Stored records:
%%

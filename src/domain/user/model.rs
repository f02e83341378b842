use chrono::{DateTime, Datelike, Duration, NaiveDate, Utc};
use serde::{Deserialize, Serialize};
use sqlx::FromRow;
use uuid::Uuid;

#[derive(Debug, Clone, Serialize, Deserialize, FromRow)]
pub struct User {
    pub id: Uuid,
    pub email: String,
    pub subscription_tier: SubscriptionTier,
    /// Prepaid token purse, decremented by every authorized rewrite
    pub tokens_remaining: i64,
    pub daily_tokens_used: i64,
    pub monthly_tokens_used: i64,
    pub monthly_exports_used: i32,
    /// Last day the daily counter was zeroed (written by the reset job)
    pub last_token_reset: NaiveDate,
    /// Day of month (1-28) on which the monthly counters reset
    pub monthly_reset_date: i32,
    pub subscription_expires_at: Option<DateTime<Utc>>,
    pub billing_start_date: Option<DateTime<Utc>>,
    pub created_at: DateTime<Utc>,
    pub updated_at: DateTime<Utc>,
}

#[derive(
    Debug, Clone, Copy, Serialize, Deserialize, sqlx::Type, PartialEq, Eq, PartialOrd, Ord, Hash,
)]
#[sqlx(type_name = "text")]
#[sqlx(rename_all = "lowercase")]
pub enum SubscriptionTier {
    #[serde(rename = "free")]
    Free,
    #[serde(rename = "pro")]
    Pro,
    #[serde(rename = "premium")]
    Premium,
}

impl SubscriptionTier {
    pub const ALL: [SubscriptionTier; 3] = [
        SubscriptionTier::Free,
        SubscriptionTier::Pro,
        SubscriptionTier::Premium,
    ];
}

impl std::fmt::Display for SubscriptionTier {
    fn fmt(&self, f: &mut std::fmt::Formatter<'_>) -> std::fmt::Result {
        match self {
            SubscriptionTier::Free => write!(f, "free"),
            SubscriptionTier::Pro => write!(f, "pro"),
            SubscriptionTier::Premium => write!(f, "premium"),
        }
    }
}

impl User {
    /// When the daily token counter resets: midnight UTC tonight.
    pub fn daily_reset_at(now: DateTime<Utc>) -> DateTime<Utc> {
        let tomorrow = now + Duration::days(1);
        tomorrow
            .date_naive()
            .and_hms_opt(0, 0, 0)
            .expect("midnight is always a valid time")
            .and_utc()
    }

    /// Whole hours left until the daily counter resets.
    pub fn hours_until_daily_reset(now: DateTime<Utc>) -> i64 {
        (Self::daily_reset_at(now) - now).num_hours().max(0)
    }

    /// Day of month the monthly counters reset on. Stored values outside
    /// 1-28 are clamped so the reset day exists in every month.
    pub fn monthly_reset_day(&self) -> u32 {
        self.monthly_reset_date.clamp(1, 28) as u32
    }

    /// Next occurrence of the monthly reset day, at midnight UTC.
    pub fn monthly_reset_at(&self, now: DateTime<Utc>) -> DateTime<Utc> {
        let day = self.monthly_reset_day();
        let today = now.date_naive();
        let this_month = NaiveDate::from_ymd_opt(today.year(), today.month(), day)
            .expect("reset day is clamped to 1-28");
        let next = if this_month > today {
            this_month
        } else {
            let (year, month) = if today.month() == 12 {
                (today.year() + 1, 1)
            } else {
                (today.year(), today.month() + 1)
            };
            NaiveDate::from_ymd_opt(year, month, day).expect("reset day is clamped to 1-28")
        };
        next.and_hms_opt(0, 0, 0)
            .expect("midnight is always a valid time")
            .and_utc()
    }
}

#[cfg(test)]
mod tests {
    use super::*;
    use chrono::TimeZone;

    fn test_user(monthly_reset_date: i32) -> User {
        User {
            id: Uuid::new_v4(),
            email: "user@example.com".to_string(),
            subscription_tier: SubscriptionTier::Free,
            tokens_remaining: 1000,
            daily_tokens_used: 0,
            monthly_tokens_used: 0,
            monthly_exports_used: 0,
            last_token_reset: NaiveDate::from_ymd_opt(2026, 3, 10).unwrap(),
            monthly_reset_date,
            subscription_expires_at: None,
            billing_start_date: None,
            created_at: Utc::now(),
            updated_at: Utc::now(),
        }
    }

    #[test]
    fn test_daily_reset_is_next_midnight() {
        let now = Utc.with_ymd_and_hms(2026, 3, 10, 21, 30, 0).unwrap();
        let reset = User::daily_reset_at(now);
        assert_eq!(reset, Utc.with_ymd_and_hms(2026, 3, 11, 0, 0, 0).unwrap());
        assert_eq!(User::hours_until_daily_reset(now), 2);
    }

    #[test]
    fn test_monthly_reset_later_this_month() {
        let user = test_user(15);
        let now = Utc.with_ymd_and_hms(2026, 3, 10, 12, 0, 0).unwrap();
        assert_eq!(
            user.monthly_reset_at(now),
            Utc.with_ymd_and_hms(2026, 3, 15, 0, 0, 0).unwrap()
        );
    }

    #[test]
    fn test_monthly_reset_rolls_into_next_month() {
        let user = test_user(5);
        let now = Utc.with_ymd_and_hms(2026, 3, 10, 12, 0, 0).unwrap();
        assert_eq!(
            user.monthly_reset_at(now),
            Utc.with_ymd_and_hms(2026, 4, 5, 0, 0, 0).unwrap()
        );
    }

    #[test]
    fn test_monthly_reset_rolls_over_december() {
        let user = test_user(5);
        let now = Utc.with_ymd_and_hms(2026, 12, 20, 12, 0, 0).unwrap();
        assert_eq!(
            user.monthly_reset_at(now),
            Utc.with_ymd_and_hms(2027, 1, 5, 0, 0, 0).unwrap()
        );
    }

    #[test]
    fn test_monthly_reset_day_clamps_out_of_range_values() {
        assert_eq!(test_user(31).monthly_reset_day(), 28);
        assert_eq!(test_user(0).monthly_reset_day(), 1);
    }
}
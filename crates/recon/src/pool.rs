use crate::model::Order;

/// The season's recorded orders with claim tracking.
///
/// An order is claimed by pool slot, never by value, so field-identical
/// duplicates stay distinct. Claiming replaces in-place removal: iteration
/// always walks the caller-supplied order and skips claimed slots, which
/// keeps greedy matching reproducible and free of index-shift hazards.
pub struct OrderPool {
    orders: Vec<Order>,
    claimed: Vec<bool>,
}

impl OrderPool {
    pub fn new(orders: Vec<Order>) -> Self {
        let claimed = vec![false; orders.len()];
        Self { orders, claimed }
    }

    /// Total slots, claimed or not.
    pub fn len(&self) -> usize {
        self.orders.len()
    }

    pub fn is_empty(&self) -> bool {
        self.orders.is_empty()
    }

    /// Unclaimed slots in pool order.
    pub fn iter_unclaimed(&self) -> impl Iterator<Item = (usize, &Order)> + '_ {
        self.orders
            .iter()
            .enumerate()
            .filter(|(slot, _)| !self.claimed[*slot])
    }

    /// Unclaimed slot count.
    pub fn remaining(&self) -> usize {
        self.claimed.iter().filter(|c| !**c).count()
    }

    pub fn claim(&mut self, slot: usize) {
        self.claimed[slot] = true;
    }

    pub fn is_claimed(&self, slot: usize) -> bool {
        self.claimed[slot]
    }

    pub fn get(&self, slot: usize) -> &Order {
        &self.orders[slot]
    }
}

// ---------------------------------------------------------------------------
// Tests
// ---------------------------------------------------------------------------

#[cfg(test)]
mod tests {
    use std::collections::BTreeMap;

    use chrono::NaiveDate;

    use super::*;

    fn order(id: i64) -> Order {
        Order {
            id,
            date: NaiveDate::parse_from_str("2025-01-01", "%Y-%m-%d").unwrap(),
            txn_type: "T2G".into(),
            to_seller_id: Some(1),
            from_seller_id: None,
            cookies: BTreeMap::new(),
            order_num: None,
        }
    }

    #[test]
    fn iterates_in_pool_order() {
        let pool = OrderPool::new(vec![order(3), order(1), order(2)]);
        let ids: Vec<i64> = pool.iter_unclaimed().map(|(_, o)| o.id).collect();
        assert_eq!(ids, vec![3, 1, 2]);
    }

    #[test]
    fn claimed_slots_disappear_from_iteration() {
        let mut pool = OrderPool::new(vec![order(1), order(2), order(3)]);
        pool.claim(1);
        let ids: Vec<i64> = pool.iter_unclaimed().map(|(_, o)| o.id).collect();
        assert_eq!(ids, vec![1, 3]);
        assert_eq!(pool.remaining(), 2);
        assert_eq!(pool.len(), 3);
        assert!(pool.is_claimed(1));
        assert!(!pool.is_claimed(0));
    }

    #[test]
    fn identical_orders_are_distinct_slots() {
        // Same fields, different slots: claiming one leaves the twin alone.
        let mut pool = OrderPool::new(vec![order(7), order(7)]);
        pool.claim(0);
        let slots: Vec<usize> = pool.iter_unclaimed().map(|(slot, _)| slot).collect();
        assert_eq!(slots, vec![1]);
        assert_eq!(pool.get(1).id, 7);
    }
}
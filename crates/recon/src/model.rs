use std::collections::BTreeMap;

use chrono::NaiveDate;
use serde::Serialize;

// ---------------------------------------------------------------------------
// Audit side
// ---------------------------------------------------------------------------

/// A single normalized row from a council audit export.
///
/// Produced by `normalize::normalize_rows`; rows that fail normalization
/// (unparsable date, blank type, no usable party name) never become records.
#[derive(Debug, Clone, Serialize)]
pub struct AuditRecord {
    /// Zero-based index of the originating raw row, for diagnostics.
    pub row_index: usize,
    pub date: NaiveDate,
    /// Transaction type after aliasing (e.g. COOKIE_SHARE -> T2G).
    pub txn_type: String,
    /// Giving party, full name. None for troop-to-girl and direct-ship rows.
    pub from: Option<String>,
    /// Receiving party, full name. None for girl-to-troop rows.
    pub to: Option<String>,
    /// Cookie quantities by catalog abbreviation. Absent means zero.
    pub cookies: BTreeMap<String, i64>,
    /// Bank-side order number, verbatim from the export.
    pub order_num: Option<String>,
}

impl AuditRecord {
    /// Quantity for a cookie abbreviation, defaulting absent entries to zero.
    pub fn qty(&self, abbr: &str) -> i64 {
        self.cookies.get(abbr).copied().unwrap_or(0)
    }
}

// ---------------------------------------------------------------------------
// Troop side
// ---------------------------------------------------------------------------

/// An order recorded in the troop's own books for the season.
#[derive(Debug, Clone, Serialize)]
pub struct Order {
    pub id: i64,
    pub date: NaiveDate,
    pub txn_type: String,
    pub to_seller_id: Option<i64>,
    pub from_seller_id: Option<i64>,
    /// Cookie quantities by catalog abbreviation. Absent means zero.
    pub cookies: BTreeMap<String, i64>,
    pub order_num: Option<String>,
}

impl Order {
    /// Quantity for a cookie abbreviation, defaulting absent entries to zero.
    pub fn qty(&self, abbr: &str) -> i64 {
        self.cookies.get(abbr).copied().unwrap_or(0)
    }
}

#[derive(Debug, Clone, Serialize)]
pub struct Seller {
    pub id: i64,
    pub first_name: String,
    pub last_name: String,
}

impl Seller {
    /// "First Last", the form audit exports use for party names.
    pub fn full_name(&self) -> String {
        format!("{} {}", self.first_name, self.last_name)
    }
}

/// One entry of the season's cookie catalog.
#[derive(Debug, Clone, Serialize)]
pub struct Cookie {
    pub id: i64,
    pub abbr: String,
}

/// Pre-loaded season snapshot plus the raw audit export.
pub struct AuditInput {
    /// Header row of the audit export, verbatim.
    pub headers: Vec<String>,
    /// Data rows of the audit export, verbatim cells.
    pub rows: Vec<Vec<String>>,
    pub orders: Vec<Order>,
    pub sellers: Vec<Seller>,
    pub cookies: Vec<Cookie>,
}

// ---------------------------------------------------------------------------
// Matching
// ---------------------------------------------------------------------------

/// Field-by-field outcome of comparing one record against one order.
#[derive(Debug, Clone, Serialize)]
pub struct MatchDetails {
    pub date_match: bool,
    pub type_match: bool,
    pub to_match: bool,
    pub from_match: bool,
    /// Share of catalog cookies whose quantities agree within the slack, 0-100.
    pub cookie_match_percent: f64,
    /// Count of true comparisons among date, type, to, from and order number.
    /// The order-number comparison feeds the count but has no flag of its own.
    pub non_cookie_fields_matched: u8,
}

/// An audit record paired with exactly one order on full equality.
#[derive(Debug, Clone, Serialize)]
pub struct PerfectMatch {
    pub record: AuditRecord,
    pub order: Order,
    pub to_seller: Option<Seller>,
    pub from_seller: Option<Seller>,
}

/// One order that cleared the acceptance thresholds for a record.
#[derive(Debug, Clone, Serialize)]
pub struct PartialCandidate {
    pub order: Order,
    pub to_seller: Option<Seller>,
    pub from_seller: Option<Seller>,
    /// Equal to `details.cookie_match_percent`.
    pub score: f64,
    pub details: MatchDetails,
}

/// An audit record with every order that qualified as a candidate.
#[derive(Debug, Clone, Serialize)]
pub struct PartialMatch {
    pub record: AuditRecord,
    pub candidates: Vec<PartialCandidate>,
}

// ---------------------------------------------------------------------------
// Report
// ---------------------------------------------------------------------------

#[derive(Debug, Clone, Serialize)]
pub struct AuditReport {
    pub matches: Vec<PerfectMatch>,
    pub partial_matches: Vec<PartialMatch>,
    /// Orders neither perfectly matched nor cited as a partial candidate.
    pub unmatched_orders: Vec<Order>,
    /// Records that hit an order on date, type and names but not quantities.
    pub audit_extra_rows: Vec<AuditRecord>,
    /// Raw data rows in the export, before normalization drops any.
    pub total_audit_rows: usize,
    pub total_orders: usize,
    pub match_count: usize,
    pub partial_match_count: usize,
    /// Set when the export failed the header precondition. Matching did not
    /// run; every order sits in `unmatched_orders` and the other lists are
    /// empty.
    #[serde(skip_serializing_if = "Option::is_none")]
    pub error: Option<String>,
}
use serde::Deserialize;

use crate::error::ReconError;

// ---------------------------------------------------------------------------
// Top-level config
// ---------------------------------------------------------------------------

#[derive(Debug, Deserialize)]
pub struct MatchConfig {
    pub name: String,
    pub files: FilesConfig,
    #[serde(default)]
    pub tolerance: ToleranceConfig,
    #[serde(default = "default_acceptance")]
    pub acceptance: Vec<AcceptanceRule>,
}

// ---------------------------------------------------------------------------
// Files
// ---------------------------------------------------------------------------

/// Input files for one season, resolved relative to the config file.
#[derive(Debug, Clone, Deserialize)]
pub struct FilesConfig {
    /// Council audit export (raw rows, any supported date format).
    pub audit: String,
    /// The troop's recorded orders.
    pub orders: String,
    pub sellers: String,
    /// Season cookie catalog; its abbreviations drive quantity comparison.
    pub cookies: String,
}

// ---------------------------------------------------------------------------
// Tolerance
// ---------------------------------------------------------------------------

#[derive(Debug, Clone, Deserialize)]
pub struct ToleranceConfig {
    /// Partial pass accepts dates up to this many days apart.
    #[serde(default = "default_date_window_days")]
    pub date_window_days: u32,
    /// Maximum Levenshtein distance for a fuzzy name match.
    #[serde(default = "default_max_name_edits")]
    pub max_name_edits: usize,
    /// Per-cookie quantity delta still counted as agreement.
    #[serde(default = "default_cookie_qty_slack")]
    pub cookie_qty_slack: i64,
}

impl Default for ToleranceConfig {
    fn default() -> Self {
        Self {
            date_window_days: default_date_window_days(),
            max_name_edits: default_max_name_edits(),
            cookie_qty_slack: default_cookie_qty_slack(),
        }
    }
}

fn default_date_window_days() -> u32 {
    2
}

fn default_max_name_edits() -> usize {
    2
}

fn default_cookie_qty_slack() -> i64 {
    1
}

// ---------------------------------------------------------------------------
// Acceptance
// ---------------------------------------------------------------------------

/// One acceptance tier for the partial pass.
///
/// A candidate is kept when ANY tier holds: at least `min_fields_matched`
/// of the five non-cookie comparisons are true AND the cookie percentage is
/// strictly above `min_cookie_percent`.
#[derive(Debug, Clone, Deserialize)]
pub struct AcceptanceRule {
    pub min_fields_matched: u8,
    pub min_cookie_percent: f64,
}

/// The stock tiers: (>=1 field AND >50%) or (>=2 fields AND >20%).
pub fn default_acceptance() -> Vec<AcceptanceRule> {
    vec![
        AcceptanceRule {
            min_fields_matched: 1,
            min_cookie_percent: 50.0,
        },
        AcceptanceRule {
            min_fields_matched: 2,
            min_cookie_percent: 20.0,
        },
    ]
}

// ---------------------------------------------------------------------------
// Parse + Validate
// ---------------------------------------------------------------------------

impl MatchConfig {
    pub fn from_toml(input: &str) -> Result<Self, ReconError> {
        let config: MatchConfig =
            toml::from_str(input).map_err(|e| ReconError::ConfigParse(e.to_string()))?;
        config.validate()?;
        Ok(config)
    }

    pub fn validate(&self) -> Result<(), ReconError> {
        // Without any tier the partial pass can never accept a candidate.
        if self.acceptance.is_empty() {
            return Err(ReconError::ConfigValidation(
                "at least one acceptance rule is required".into(),
            ));
        }

        for (i, rule) in self.acceptance.iter().enumerate() {
            if rule.min_fields_matched > 5 {
                return Err(ReconError::ConfigValidation(format!(
                    "acceptance rule {i}: min_fields_matched must be 0-5, got {}",
                    rule.min_fields_matched
                )));
            }
            if !(0.0..=100.0).contains(&rule.min_cookie_percent) {
                return Err(ReconError::ConfigValidation(format!(
                    "acceptance rule {i}: min_cookie_percent must be 0-100, got {}",
                    rule.min_cookie_percent
                )));
            }
        }

        if self.tolerance.cookie_qty_slack < 0 {
            return Err(ReconError::ConfigValidation(format!(
                "cookie_qty_slack must be >= 0, got {}",
                self.tolerance.cookie_qty_slack
            )));
        }

        Ok(())
    }
}

// ---------------------------------------------------------------------------
// Tests
// ---------------------------------------------------------------------------
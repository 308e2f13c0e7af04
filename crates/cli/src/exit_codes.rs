//! CLI Exit Code Registry
//!
//! This is the single source of truth for all CLI exit codes.
//! Exit codes are part of the shell contract — scripts rely on them.
//!
//! # Exit Code Ranges
//!
//! | Range   | Domain           | Description                              |
//! |---------|------------------|------------------------------------------|
//! | 0       | Universal        | Success                                  |
//! | 1       | Universal        | General error (reserved, unspecified)    |
//! | 2       | Universal        | CLI usage error (clap owns this one)     |
//! | 3-9     | audit            | Reconciliation-specific codes            |
//!
//! # Adding New Exit Codes
//!
//! 1. Add the constant in the appropriate range
//! 2. Document what triggers it
//! 3. Update the table above
//! 4. Wire it into the relevant command's error handling

// =============================================================================
// Universal (0-2)
// =============================================================================

/// Success - command completed without errors.
pub const EXIT_SUCCESS: u8 = 0;

// =============================================================================
// Audit (3-9)
// =============================================================================

/// The run completed but left unreconciled items: partial matches,
/// unmatched orders or extra audit rows. Like `diff(1)`, a nonzero exit
/// means "the sides differ", not that the command failed.
pub const EXIT_AUDIT_UNRECONCILED: u8 = 3;

/// Season config failed to parse or validate.
pub const EXIT_AUDIT_INVALID_CONFIG: u8 = 4;

/// Runtime failure: unreadable input file, malformed repository CSV,
/// unwritable output.
pub const EXIT_AUDIT_RUNTIME: u8 = 5;

/// The audit export failed the header precondition (engine soft failure
/// surfaced as a hard exit for scripts).
pub const EXIT_AUDIT_BAD_SCHEMA: u8 = 6;
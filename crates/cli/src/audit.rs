//! `tledger audit` — config-driven reconciliation of a council audit export.

use std::path::{Path, PathBuf};

use clap::Subcommand;

use troopledger_recon::engine::{
    load_audit_csv, load_cookies_csv, load_orders_csv, load_sellers_csv,
};
use troopledger_recon::{run, AuditInput, MatchConfig};

use crate::exit_codes::{
    EXIT_AUDIT_BAD_SCHEMA, EXIT_AUDIT_INVALID_CONFIG, EXIT_AUDIT_RUNTIME,
    EXIT_AUDIT_UNRECONCILED,
};
use crate::CliError;

#[derive(Subcommand)]
pub enum AuditCommands {
    /// Run reconciliation from a TOML season config file
    #[command(after_help = "\
Examples:
  tledger audit run season.audit.toml
  tledger audit run season.audit.toml --json
  tledger audit run season.audit.toml --output report.json")]
    Run {
        /// Path to the .audit.toml season config file
        config: PathBuf,

        /// Output JSON to stdout instead of human summary
        #[arg(long)]
        json: bool,

        /// Write JSON output to file
        #[arg(long)]
        output: Option<PathBuf>,
    },

    /// Validate a season config without running
    #[command(after_help = "\
Examples:
  tledger audit validate season.audit.toml")]
    Validate {
        /// Path to the .audit.toml season config file
        config: PathBuf,
    },
}

pub fn cmd_audit(cmd: AuditCommands) -> Result<(), CliError> {
    match cmd {
        AuditCommands::Run { config, json, output } => cmd_audit_run(config, json, output),
        AuditCommands::Validate { config } => cmd_audit_validate(config),
    }
}

fn audit_err(code: u8, msg: impl Into<String>) -> CliError {
    CliError { code, message: msg.into(), hint: None }
}

fn cmd_audit_run(
    config_path: PathBuf,
    json_output: bool,
    output_file: Option<PathBuf>,
) -> Result<(), CliError> {
    let config_str = std::fs::read_to_string(&config_path)
        .map_err(|e| audit_err(EXIT_AUDIT_RUNTIME, format!("cannot read config: {e}")))?;
    let config = MatchConfig::from_toml(&config_str)
        .map_err(|e| audit_err(EXIT_AUDIT_INVALID_CONFIG, e.to_string()))?;

    // Input files resolve relative to the config file's directory.
    let base_dir = config_path.parent().unwrap_or_else(|| Path::new("."));
    let input = load_input(base_dir, &config)?;

    let report = run(&config, &input);

    let json_str = serde_json::to_string_pretty(&report)
        .map_err(|e| audit_err(EXIT_AUDIT_RUNTIME, format!("JSON serialization error: {e}")))?;

    if let Some(ref path) = output_file {
        std::fs::write(path, &json_str)
            .map_err(|e| audit_err(EXIT_AUDIT_RUNTIME, format!("cannot write output: {e}")))?;
        eprintln!("wrote {}", path.display());
    }

    if json_output {
        println!("{json_str}");
    }

    // Human summary to stderr
    eprintln!(
        "audit '{}': {} rows vs {} orders — {} perfect, {} partial, {} orders unmatched, {} extra rows",
        config.name,
        report.total_audit_rows,
        report.total_orders,
        report.match_count,
        report.partial_match_count,
        report.unmatched_orders.len(),
        report.audit_extra_rows.len(),
    );

    if let Some(error) = report.error {
        return Err(audit_err(EXIT_AUDIT_BAD_SCHEMA, error)
            .with_hint("the export must carry DATE, TYPE, FROM and TO columns"));
    }

    if report.partial_match_count > 0
        || !report.unmatched_orders.is_empty()
        || !report.audit_extra_rows.is_empty()
    {
        return Err(audit_err(EXIT_AUDIT_UNRECONCILED, "unreconciled items found"));
    }

    Ok(())
}

fn load_input(base_dir: &Path, config: &MatchConfig) -> Result<AuditInput, CliError> {
    let read = |file: &str| -> Result<String, CliError> {
        let path = base_dir.join(file);
        std::fs::read_to_string(&path)
            .map_err(|e| audit_err(EXIT_AUDIT_RUNTIME, format!("cannot read {}: {e}", path.display())))
    };
    let engine = |e: troopledger_recon::ReconError| audit_err(EXIT_AUDIT_RUNTIME, e.to_string());

    let (headers, rows) = load_audit_csv(&read(&config.files.audit)?).map_err(engine)?;
    Ok(AuditInput {
        headers,
        rows,
        orders: load_orders_csv(&read(&config.files.orders)?).map_err(engine)?,
        sellers: load_sellers_csv(&read(&config.files.sellers)?).map_err(engine)?,
        cookies: load_cookies_csv(&read(&config.files.cookies)?).map_err(engine)?,
    })
}

fn cmd_audit_validate(config_path: PathBuf) -> Result<(), CliError> {
    let config_str = std::fs::read_to_string(&config_path)
        .map_err(|e| audit_err(EXIT_AUDIT_RUNTIME, format!("cannot read config: {e}")))?;

    match MatchConfig::from_toml(&config_str) {
        Ok(config) => {
            eprintln!(
                "valid: season '{}' with {} acceptance tier(s), date window {}d, {} name edit(s)",
                config.name,
                config.acceptance.len(),
                config.tolerance.date_window_days,
                config.tolerance.max_name_edits,
            );
            Ok(())
        }
        Err(e) => Err(audit_err(EXIT_AUDIT_INVALID_CONFIG, e.to_string())),
    }
}

// ============================================================================
// Tests
// ============================================================================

%%

### [What the task requires]
Wherever a line holds the word "engine", copy that line out of the entries above.

### [Answer for the task]
/// The audit export failed the header precondition (engine soft failure
use troopledger_recon::engine::{
    let engine = |e: troopledger_recon::ReconError| audit_err(EXIT_AUDIT_RUNTIME, e.to_string());
    let (headers, rows) = load_audit_csv(&read(&config.files.audit)?).map_err(engine)?;
        orders: load_orders_csv(&read(&config.files.orders)?).map_err(engine)?,
        sellers: load_sellers_csv(&read(&config.files.sellers)?).map_err(engine)?,
        cookies: load_cookies_csv(&read(&config.files.cookies)?).map_err(engine)?,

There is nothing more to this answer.